Il libro della domenica

di Serena Giacalone

Nel 1983, mia nonna acquistò in lire il libro “Siciliani si nasce” di Vittorio Schiraldi, una testimonianza dell’eredità culturale e sociale siciliana degli anni ’80.

(il giornalista Vittorio Schiraldi)

L’autore dipinge Palermo come una città madre, simbolo delle contraddizioni italiane, esplorando speranze e disillusioni dei suoi abitanti. 
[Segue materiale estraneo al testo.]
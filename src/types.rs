use chrono::NaiveDateTime;
use serde_json::Value as JsonValue;

/// Values that can appear in a database row or be bound as query parameters.
///
/// This enum is the single representation of SQL Server values on both sides
/// of the wire: result extraction produces it, parameter binding consumes it.
#[derive(Debug, Clone, PartialEq)]
pub enum RowValues {
    /// Integer value (64-bit)
    Int(i64),
    /// Floating point value (64-bit)
    Float(f64),
    /// Text/string value
    Text(String),
    /// Boolean value
    Bool(bool),
    /// Timestamp value
    Timestamp(NaiveDateTime),
    /// NULL value
    Null,
    /// JSON value
    JSON(JsonValue),
    /// Binary data
    Blob(Vec<u8>),
}

impl RowValues {
    /// Check if this value is NULL
    #[must_use]
    pub fn is_null(&self) -> bool {
        matches!(self, Self::Null)
    }

    #[must_use]
    pub fn as_int(&self) -> Option<&i64> {
        match self {
            Self::Int(v) => Some(v),
            _ => None,
        }
    }

    #[must_use]
    pub fn as_float(&self) -> Option<&f64> {
        match self {
            Self::Float(v) => Some(v),
            _ => None,
        }
    }

    #[must_use]
    pub fn as_text(&self) -> Option<&str> {
        match self {
            Self::Text(v) => Some(v),
            _ => None,
        }
    }

    #[must_use]
    pub fn as_bool(&self) -> Option<&bool> {
        match self {
            Self::Bool(v) => Some(v),
            _ => None,
        }
    }

    #[must_use]
    pub fn as_timestamp(&self) -> Option<&NaiveDateTime> {
        match self {
            Self::Timestamp(v) => Some(v),
            _ => None,
        }
    }

    #[must_use]
    pub fn as_blob(&self) -> Option<&[u8]> {
        match self {
            Self::Blob(v) => Some(v.as_slice()),
            _ => None,
        }
    }
}
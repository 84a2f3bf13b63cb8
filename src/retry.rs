use std::future::Future;
use std::time::{Duration, Instant};

use rand::Rng;
use tracing::warn;

use crate::error::DbError;

/// Bounded retry schedule: capped exponential backoff with jitter and a total
/// wall-clock budget.
#[derive(Debug, Clone)]
pub struct RetryPolicy {
    /// Maximum number of attempts, including the first one.
    pub max_attempts: u32,
    /// Delay before the second attempt; doubles each retry.
    pub base_delay: Duration,
    /// Cap for any single backoff delay.
    pub max_delay: Duration,
    /// Total wall-clock budget; no sleep is started that would exceed it.
    pub total_budget: Duration,
}

impl Default for RetryPolicy {
    fn default() -> Self {
        Self::new(10, Duration::from_secs(3))
    }
}

impl RetryPolicy {
    #[must_use]
    pub fn new(max_attempts: u32, base_delay: Duration) -> Self {
        Self {
            max_attempts,
            base_delay,
            max_delay: Duration::from_secs(60),
            total_budget: Duration::from_secs(600),
        }
    }

    #[must_use]
    pub fn with_max_delay(mut self, max_delay: Duration) -> Self {
        self.max_delay = max_delay;
        self
    }

    #[must_use]
    pub fn with_total_budget(mut self, total_budget: Duration) -> Self {
        self.total_budget = total_budget;
        self
    }

    /// Scheduled delay after the given 1-based failed attempt:
    /// `base_delay * 2^(attempt-1)`, capped at `max_delay`.
    #[must_use]
    pub fn backoff_delay(&self, attempt: u32) -> Duration {
        let exp = attempt.saturating_sub(1).min(31);
        let factor = 1u32.checked_shl(exp).unwrap_or(u32::MAX);
        self.base_delay.saturating_mul(factor).min(self.max_delay)
    }

    /// Backoff delay with multiplicative jitter in `[0.5, 1.0]`, so a burst of
    /// clients does not hammer a recovering server in lockstep.
    #[must_use]
    pub fn jittered_delay(&self, attempt: u32) -> Duration {
        self.backoff_delay(attempt)
            .mul_f64(rand::rng().random_range(0.5..=1.0))
    }
}

/// Drive `op` until it succeeds, fails permanently, or the policy is spent.
///
/// Only errors classified retryable by [`DbError::is_retryable`] are retried;
/// a permanent error is returned after a single attempt. `op` is invoked at
/// least once even when `max_attempts` is zero.
pub async fn with_retries<T, F, Fut>(
    policy: &RetryPolicy,
    what: &str,
    mut op: F,
) -> Result<T, DbError>
where
    F: FnMut() -> Fut,
    Fut: Future<Output = Result<T, DbError>>,
{
    let started = Instant::now();
    let mut attempt = 1u32;
    loop {
        let err = match op().await {
            Ok(value) => return Ok(value),
            Err(err) => err,
        };

        if !err.is_retryable() {
            return Err(err);
        }
        if attempt >= policy.max_attempts {
            warn!("{what} failed after {attempt} attempts: {err}");
            return Err(err);
        }

        let delay = policy.jittered_delay(attempt);
        if started.elapsed() + delay > policy.total_budget {
            warn!(
                "{what} abandoned after {attempt} attempts, retry budget of {:?} exhausted: {err}",
                policy.total_budget
            );
            return Err(err);
        }

        warn!(
            "{what} failed (attempt {attempt}/{}), retrying in {delay:?}: {err}",
            policy.max_attempts
        );
        tokio::time::sleep(delay).await;
        attempt += 1;
    }
}

#[cfg(test)]
mod tests {
    use super::*;

    #[test]
    fn backoff_doubles_per_attempt() {
        let policy = RetryPolicy::new(5, Duration::from_secs(3));
        assert_eq!(policy.backoff_delay(1), Duration::from_secs(3));
        assert_eq!(policy.backoff_delay(2), Duration::from_secs(6));
        assert_eq!(policy.backoff_delay(3), Duration::from_secs(12));
        assert_eq!(policy.backoff_delay(4), Duration::from_secs(24));
    }

    #[test]
    fn backoff_is_capped_at_max_delay() {
        let policy = RetryPolicy::new(20, Duration::from_secs(3));
        assert_eq!(policy.backoff_delay(6), Duration::from_secs(60));
        assert_eq!(policy.backoff_delay(19), Duration::from_secs(60));
        // Large attempt numbers must not overflow the shift.
        assert_eq!(policy.backoff_delay(u32::MAX), Duration::from_secs(60));
    }

    #[test]
    fn jitter_stays_within_half_to_full_delay() {
        let policy = RetryPolicy::new(5, Duration::from_millis(100));
        for _ in 0..100 {
            let jittered = policy.jittered_delay(2);
            assert!(jittered >= Duration::from_millis(100));
            assert!(jittered <= Duration::from_millis(200));
        }
    }

    #[test]
    fn defaults_keep_the_original_knobs() {
        let policy = RetryPolicy::default();
        assert_eq!(policy.max_attempts, 10);
        assert_eq!(policy.base_delay, Duration::from_secs(3));
        assert_eq!(policy.total_budget, Duration::from_secs(600));
    }
}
Che cosa fa un giovane a Palermo? Questa la domanda che da luogo all’intera narrazione. Un giovane a Palermo spera di andarsene. Forse non partirà mai, ma se parte, fin dal primo giorno pensa di tornare e sa già magari che questo ritorno non avverrà mai. Soprattutto, se resta, non perdonerà chi è riuscito a partire (o tradire?), sia se avrà successo, sia se fallirà. 
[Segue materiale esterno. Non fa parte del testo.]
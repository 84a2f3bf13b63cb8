use std::sync::Mutex;

use deadpool::managed::{Manager, Metrics, RecycleResult};

use crate::error::DbError;

/// Deadpool manager that hands out one pre-opened connection and reuses it
/// for every checkout.
///
/// `create` empties the slot on first call and errors on any later call, so a
/// pool built over this manager can never dial a second connection; `recycle`
/// always accepts, so checkouts keep returning the same underlying session.
pub struct SingleConnectionManager<C> {
    slot: Mutex<Option<C>>,
}

impl<C> SingleConnectionManager<C> {
    #[must_use]
    pub fn new(conn: C) -> Self {
        Self {
            slot: Mutex::new(Some(conn)),
        }
    }
}

impl<C: Send> Manager for SingleConnectionManager<C> {
    type Type = C;
    type Error = DbError;

    async fn create(&self) -> Result<C, DbError> {
        let conn = {
            let mut slot = match self.slot.lock() {
                Ok(guard) => guard,
                Err(poisoned) => poisoned.into_inner(),
            };
            slot.take()
        };

        conn.ok_or_else(|| {
            DbError::EngineError(
                "the engine's single connection is no longer available".to_string(),
            )
        })
    }

    async fn recycle(&self, _conn: &mut C, _metrics: &Metrics) -> RecycleResult<DbError> {
        Ok(())
    }
}
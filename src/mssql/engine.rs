use std::fmt;
use std::time::Duration;

use deadpool::Runtime;
use deadpool::managed::{Object, Pool, Timeouts};
use tracing::debug;

use super::client::MssqlClient;
use crate::error::DbError;
use crate::pool::SingleConnectionManager;

type EnginePool = Pool<SingleConnectionManager<MssqlClient>>;

/// A pooled execution engine over exactly one live SQL Server connection.
///
/// The pool has max size 1 and its manager can only ever hand out the
/// connection it was built with, so every checkout reuses the same session.
/// Dropping usable state requires going through [`Engine::dispose`], which
/// consumes the engine; use-after-dispose is a compile error rather than a
/// runtime null check.
pub struct Engine {
    pool: EnginePool,
}

impl Engine {
    /// Wrap an already-open connection in a pool of size 1.
    ///
    /// Construction is deterministic, so there is no retry here: a failure
    /// would fail identically on every attempt.
    ///
    /// # Errors
    /// Returns `DbError::EngineError` if the pool cannot be built.
    pub fn from_connection(client: MssqlClient) -> Result<Self, DbError> {
        let pool = Pool::builder(SingleConnectionManager::new(client))
            .max_size(1)
            .runtime(Runtime::Tokio1)
            .build()
            .map_err(|e| DbError::EngineError(format!("failed to build engine pool: {e}")))?;

        Ok(Self { pool })
    }

    /// Check the connection out of the pool.
    ///
    /// # Errors
    /// Returns `DbError::EngineError` if the connection is gone (for example
    /// after a checkout marked it broken).
    pub async fn acquire(&self) -> Result<Object<SingleConnectionManager<MssqlClient>>, DbError> {
        self.pool.get().await.map_err(DbError::from)
    }

    /// Tear the engine down, closing the underlying TDS session gracefully.
    ///
    /// The connection is pulled back out of the pool so the server sees a
    /// proper logout instead of a dropped socket. If the connection is no
    /// longer available (broken and discarded earlier), the pool is closed
    /// and there is nothing left to do.
    ///
    /// # Errors
    /// Returns `DbError::MssqlError` if the logout itself fails.
    pub async fn dispose(self) -> Result<(), DbError> {
        let timeouts = Timeouts {
            wait: Some(Duration::ZERO),
            ..Timeouts::default()
        };

        match self.pool.timeout_get(&timeouts).await {
            Ok(conn) => {
                let client = Object::take(conn);
                self.pool.close();
                client.close().await?;
            }
            Err(err) => {
                debug!(
                    "engine disposed without a live connection to close: {}",
                    DbError::from(err)
                );
                self.pool.close();
            }
        }

        Ok(())
    }
}

impl fmt::Debug for Engine {
    fn fmt(&self, f: &mut fmt::Formatter<'_>) -> fmt::Result {
        let status = self.pool.status();
        f.debug_struct("Engine")
            .field("size", &status.size)
            .field("available", &status.available)
            .finish()
    }
}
Palermo è una città con cui è impossibile spezzare il cordone ombelicale, lo scrittore lo sa bene e non lo tenta nemmeno.
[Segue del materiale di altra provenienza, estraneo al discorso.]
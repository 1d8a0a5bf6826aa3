//! Provider ingestion clients.
//!
//! Each platform adapter ([`TikTokApi`], [`InstagramApi`], [`YouTubeApi`])
//! implements the two-call [`PlatformApi`] capability. [`IngestionClient`]
//! composes an adapter with credentials, a shared rate limiter, and a retry
//! policy, and exposes the result as a [`PostSource`].

pub mod api;
pub mod client;
pub mod credentials;
pub mod error;
pub mod http;
pub mod instagram;
pub mod normalize;
pub mod source;
pub mod tiktok;
pub mod types;
pub mod youtube;

pub use api::{ListTarget, PlatformApi};
pub use client::{build_source, ClientSettings, IngestionClient, IngestionOptions};
pub use credentials::{CredentialProvider, Credentials, StaticCredentialProvider};
pub use error::ClientBuildError;
pub use http::HttpOptions;
pub use instagram::InstagramApi;
pub use source::{PageLimits, Pagination, PostBatch, PostSource, StopReason};
pub use tiktok::TikTokApi;
pub use types::{ApiResponse, ListingPage, QuotaSnapshot, RawPost};
pub use youtube::YouTubeApi;
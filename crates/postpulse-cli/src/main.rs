mod scan;

use clap::{Parser, Subcommand};
use postpulse_core::{Provider, ScanOptions, ScanStatus};
use tracing_subscriber::EnvFilter;

#[derive(Debug, Parser)]
#[command(name = "postpulse")]
#[command(about = "Social post ingestion and engagement scans")]
struct Cli {
    #[command(subcommand)]
    command: Commands,
}

#[derive(Debug, Subcommand)]
enum Commands {
    /// Run a scan and print the finished record as JSON
    Scan {
        /// User whose credentials and posts are scanned
        #[arg(long)]
        user: String,
        /// Provider to include (tiktok, instagram, youtube); repeatable
        #[arg(long = "provider", required = true)]
        providers: Vec<Provider>,
        /// How many days back to collect posts
        #[arg(long, default_value = "30")]
        lookback_days: u32,
        /// Competitor handle or channel id to include; repeatable
        #[arg(long = "competitor")]
        competitors: Vec<String>,
        /// Skip the user's own posts
        #[arg(long)]
        no_own_posts: bool,
        /// `UTC` or a fixed offset such as `-05:00` for peak-time buckets
        #[arg(long, default_value = "UTC")]
        timezone: String,
    },
    /// Drop cached posts and analytics for one user on one provider
    Invalidate {
        #[arg(long)]
        user: String,
        #[arg(long)]
        provider: Provider,
    },
}

#[tokio::main]
async fn main() -> anyhow::Result<()> {
    let cli = Cli::parse();

    dotenvy::dotenv().ok();
    let config = postpulse_core::load_app_config()?;
    let env_filter = EnvFilter::try_from_default_env()
        .or_else(|_| EnvFilter::try_new(config.log_level.clone()))?;
    tracing_subscriber::fmt().with_env_filter(env_filter).init();

    let orchestrator = scan::build_orchestrator(&config)?;
    let _scheduler = postpulse_engine::build_cleanup_scheduler(orchestrator.clone()).await?;

    match cli.command {
        Commands::Scan {
            user,
            providers,
            lookback_days,
            competitors,
            no_own_posts,
            timezone,
        } => {
            let options = ScanOptions {
                providers,
                lookback_days,
                competitor_ids: competitors,
                include_own_posts: !no_own_posts,
                timezone,
            };
            let scan = scan::run_scan(&orchestrator, &user, options).await?;
            println!("{}", serde_json::to_string_pretty(&scan)?);
            if scan.status == ScanStatus::Failed {
                anyhow::bail!(
                    "scan {} failed: {}",
                    scan.id,
                    scan.error.as_deref().unwrap_or("unknown error")
                );
            }
        }
        Commands::Invalidate { user, provider } => {
            let removed = orchestrator.invalidate_user_cache(provider, &user);
            println!("removed {removed} cached entries for {user} on {provider}");
        }
    }

    Ok(())
}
Dunque, il legame indissolubile con Palermo diventa metaforicamente un rapporto materno-filiale, dove criticare la città equivale a criticare se stessi e comprendere Palermo significa comprendere la Sicilia e l’Italia.

(Palermo vista dall’alto)

“Siciliani si nasce” è un libro che mette in luce il patriottismo di chi vive in questa splendida isola, ma al contempo riflette una Sicilia degli anni ’80 che purtroppo non dà speranza a chi la abita. È un libro che merita di essere letto perché porta ad una riflessione importante, fa amare e al contempo detestare un’isola di cui chi la vive non riesce a fare a meno. Un’opera ormai dimenticata che deve tornare ad essere letta.